Figure 1. Closed and open CFTR structures may not suffice to explain CFTR’s response to ATP following prolonged channel closure.

(A) CryoEM structures of the presumed closed (left) and open (right) channel conformations of CFTR. The closed conformation is represented by the structure of unphosphorylated, ATP-free CFTR (left; PDB: 5UAK; Liu et al., 2017); whereas the open conformation is represented by phosphorylated, ATP-bound CFTR (right; PDB: 6MSM; Zhang et al., 2018). Of note, although the pore of the ATP-bound CFTR structure is not wide enough for the passage of a dehydrated chloride, the overall architecture should nonetheless closely resemble an open conformation (Zhang et al., 2018).
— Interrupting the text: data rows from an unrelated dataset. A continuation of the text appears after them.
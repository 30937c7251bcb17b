//! Seeder listener (spec §4.6): accepts inbound peer connections and
//! serves pieces from storage. Follows the same `mio::net::TcpListener`
//! polling pattern used for outbound connections, generalized here to a
//! 1-second accept timeout and a worker-thread-per-connection model
//! instead of a single-connection struct.

use crate::bitfield::BitField;
use crate::control::ControlState;
use crate::error::{HandshakeError, ProtocolError};
use crate::peer::handshake::Handshake;
use crate::peer::message::Message;
use crate::storage::Storage;
use mio::net::{TcpListener, TcpStream};
use mio::{Events, Interest, Poll, Token};
use std::io::{ErrorKind, Read, Write};
use std::net::SocketAddr;
use std::sync::Arc;
use std::thread;
use std::time::Duration;

const ACCEPT_TIMEOUT: Duration = Duration::from_secs(1);
const POLL_TIMEOUT: Duration = Duration::from_millis(100);
const LISTENER_TOKEN: Token = Token(0);

pub fn run(
    port: u16,
    info_hash: [u8; 20],
    our_peer_id: [u8; 20],
    storage: Arc<Storage>,
    control: Arc<ControlState>,
) -> std::io::Result<()> {
    let addr: SocketAddr = ([0, 0, 0, 0], port).into();
    let mut listener = match TcpListener::bind(addr) {
        Ok(listener) => listener,
        Err(e) => {
            // Seeder port in use is logged, not fatal (spec §7): seeding is optional.
            log::warn!("seeder listener failed to bind {addr}: {e}, seeding disabled");
            return Ok(());
        }
    };

    let mut poll = Poll::new()?;
    poll.registry()
        .register(&mut listener, LISTENER_TOKEN, Interest::READABLE)?;
    let mut events = Events::with_capacity(16);

    log::info!("seeder listening on {addr}");
    while !control.is_stopped() {
        poll.poll(&mut events, Some(ACCEPT_TIMEOUT))?;
        for event in events.iter() {
            if event.token() != LISTENER_TOKEN {
                continue;
            }
            loop {
                match listener.accept() {
                    Ok((stream, peer_addr)) => {
                        let storage = storage.clone();
                        let control = control.clone();
                        thread::spawn(move || {
                            if let Err(e) =
                                serve_peer(stream, info_hash, our_peer_id, storage, control)
                            {
                                log::warn!("inbound peer {peer_addr} terminated: {e}");
                            }
                        });
                    }
                    Err(e) if e.kind() == ErrorKind::WouldBlock => break,
                    Err(e) => {
                        log::warn!("accept error: {e}");
                        break;
                    }
                }
            }
        }
    }
    Ok(())
}

#[derive(Debug, thiserror::Error)]
enum ServeError {
    #[error(transparent)]
    Handshake(#[from] HandshakeError),
    #[error(transparent)]
    Protocol(#[from] ProtocolError),
    #[error(transparent)]
    Storage(#[from] crate::error::StorageError),
    #[error(transparent)]
    Io(#[from] std::io::Error),
}

fn serve_peer(
    mut stream: TcpStream,
    info_hash: [u8; 20],
    our_peer_id: [u8; 20],
    storage: Arc<Storage>,
    control: Arc<ControlState>,
) -> Result<(), ServeError> {
    let mut poll = Poll::new()?;
    poll.registry()
        .register(&mut stream, Token(0), Interest::READABLE | Interest::WRITABLE)?;
    let mut events = Events::with_capacity(16);

    let mut handshake_buf = Vec::with_capacity(68);
    while handshake_buf.len() < 68 {
        poll.poll(&mut events, Some(POLL_TIMEOUT))?;
        for event in events.iter() {
            if !event.is_readable() {
                continue;
            }
            let mut chunk = [0u8; 68];
            match stream.read(&mut chunk) {
                Ok(0) => return Err(HandshakeError::Truncated(handshake_buf.len()).into()),
                Ok(n) => handshake_buf.extend_from_slice(&chunk[..n]),
                Err(e) if e.kind() == ErrorKind::WouldBlock => {}
                Err(e) => return Err(e.into()),
            }
        }
    }
    let peer_handshake = Handshake::from_bytes(&handshake_buf)?;
    peer_handshake.validate(&info_hash)?;

    let reply = Handshake::new(info_hash, our_peer_id);
    write_blocking(&mut stream, &mut poll, &mut events, &reply.to_bytes())?;
    write_blocking(
        &mut stream,
        &mut poll,
        &mut events,
        &Message::Bitfield(storage.bitfield()).serialize(),
    )?;
    write_blocking(&mut stream, &mut poll, &mut events, &Message::Unchoke.serialize())?;

    let mut read_buf = Vec::new();
    let mut peer_bitfield = BitField::new(storage.total_pieces());
    loop {
        if control.is_stopped() {
            return Ok(());
        }
        poll.poll(&mut events, Some(POLL_TIMEOUT))?;
        let mut closed = false;
        for event in events.iter() {
            if !event.is_readable() {
                continue;
            }
            let mut chunk = [0u8; 65536];
            loop {
                match stream.read(&mut chunk) {
                    Ok(0) => {
                        closed = true;
                        break;
                    }
                    Ok(n) => read_buf.extend_from_slice(&chunk[..n]),
                    Err(e) if e.kind() == ErrorKind::WouldBlock => break,
                    Err(e) => return Err(e.into()),
                }
            }
        }

        loop {
            let Some(frame_len) = Message::frame_len(&read_buf) else {
                break;
            };
            if read_buf.len() < frame_len {
                break;
            }
            let frame = read_buf[..frame_len].to_vec();
            read_buf.drain(..frame_len);
            match Message::deserialize(&frame)? {
                Message::Request(index, begin, length) => {
                    if storage.has_piece(index as usize) {
                        let block = storage.read_piece(index as usize, begin as u64, length as u64)?;
                        write_blocking(
                            &mut stream,
                            &mut poll,
                            &mut events,
                            &Message::Piece(index, begin, block).serialize(),
                        )?;
                    }
                }
                Message::Have(index) => {
                    if (index as usize) < peer_bitfield.len() {
                        peer_bitfield.set(index as usize);
                    }
                }
                Message::Bitfield(payload) => {
                    peer_bitfield = BitField::from_wire_payload(&payload, storage.total_pieces());
                }
                Message::NotInterested => return Ok(()),
                _ => {}
            }
        }

        if closed {
            return Ok(());
        }
    }
}

fn write_blocking(
    stream: &mut TcpStream,
    poll: &mut Poll,
    events: &mut Events,
    bytes: &[u8],
) -> std::io::Result<()> {
    let mut written = 0;
    while written < bytes.len() {
        match stream.write(&bytes[written..]) {
            Ok(n) => written += n,
            Err(e) if e.kind() == ErrorKind::WouldBlock => {
                poll.poll(events, Some(POLL_TIMEOUT))?;
            }
            Err(e) if e.kind() == ErrorKind::Interrupted => {}
            Err(e) => return Err(e),
        }
    }
    Ok(())
}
For clarity, the R domain (a.a. 637–845) was removed from the structures. Grey rectangles represent the lipid bilayer. In: intracellular side. Out: extracellular side. (B) Prolonged channel closure alters the response of WT- and ΔR-CFTR to ATP. Once activated by PKA and ATP, WT-CFTR currents remained stable in the continuous presence of ATP for 30 minutes (top trace). Repeated brief removal of ATP (10 seconds, 30 times) did not affect the current amplitude in the presence of ATP (middle trace), yet a 300-second prolonged withdrawal of ATP resulted in irreversible loss of the currents (~25% in this experiment). Like WT-CFTR, ΔR-CFTR, after prolonged depletion of ATP, failed to achieve the initial current amplitude prior to the 300-second removal of ATP (bottom trace). The red curves mark the double-exponential fit, yielding a fast (τ₁) and a slow (τ₂) time constants. Similar observations were made in 4 patches with WT-CFTR and 5 patches with ΔR-CFTR. Inward currents are displayed as upward deflections in all figures.